People have been moved to express themselves artistically since the earliest humans were inscribing paintings on the walls of caves. There is simply something about creating art that enriches one’s soul.
That’s why the news we received this fall from Arts Ed NJ, that New Jersey has become the first state in the nation to provide access to arts education in all schools, was so welcome.
I believe that an arts education is key to engaging students. During the years I spent as a teacher, principal and superintendent, I noticed that for a significant number of students, their involvement with the arts is the highlight of their day, and for some, the reason to come to school.
Students involved in the fine and performing arts always seemed to perform better academically when they were involved in a robust program — a relationship that has been borne out by research.

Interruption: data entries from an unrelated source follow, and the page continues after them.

use thiserror::Error;

#[derive(Debug, Error)]
pub enum DreError {
    #[error("Invalid input: {field} — {reason}")]
    InvalidInput { field: String, reason: String },

    #[error("Validation failed: {}", messages.join("; "))]
    Validation { messages: Vec<String> },

    #[error("Unknown product: {0}")]
    UnknownProduct(String),

    #[error("Unknown tax regime: {0}")]
    UnknownRegime(String),

    #[error("Serialization error: {0}")]
    SerializationError(String),
}

impl From<serde_json::Error> for DreError {
    fn from(e: serde_json::Error) -> Self {
        DreError::SerializationError(e.to_string())
    }
}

There is also a clear link between the arts and social-emotional learning. No other discipline creates the opportunity for self-expression and collaboration more than the arts. The ability to empathize with others, interact with people in a positive way, and express yourself clearly and honestly are life skills that are critical for the personal growth of students, and ones that make full self-actualization possible. It’s no wonder that children thrive emotionally when they have access to the arts.
This issue of School Leader magazine has a special section on arts education, and details the impressive gains New Jersey schools have made in providing this essential discipline for children, how one district boosted participation among its students, and some ideas for community partnerships in arts education. The section begins on page 16; I urge you to read it.
Learning about and participating in one or more of the four disciplines of the arts — music, visual arts, theater and dance — can start someone on a lifelong journey. Not long ago, I spoke with a gentleman who played the trumpet in a community orchestra — something he began doing when he was a young student. This man was 91 years old and was still experiencing happiness and fulfillment from his involvement with music. Music had been his faithful companion throughout the ups and downs of life, and, after nine decades, continued to enrich his days.
My hope is that our state’s students will find a passion like that to inform and enhance their lives. I believe that the only thing better than art… is more art.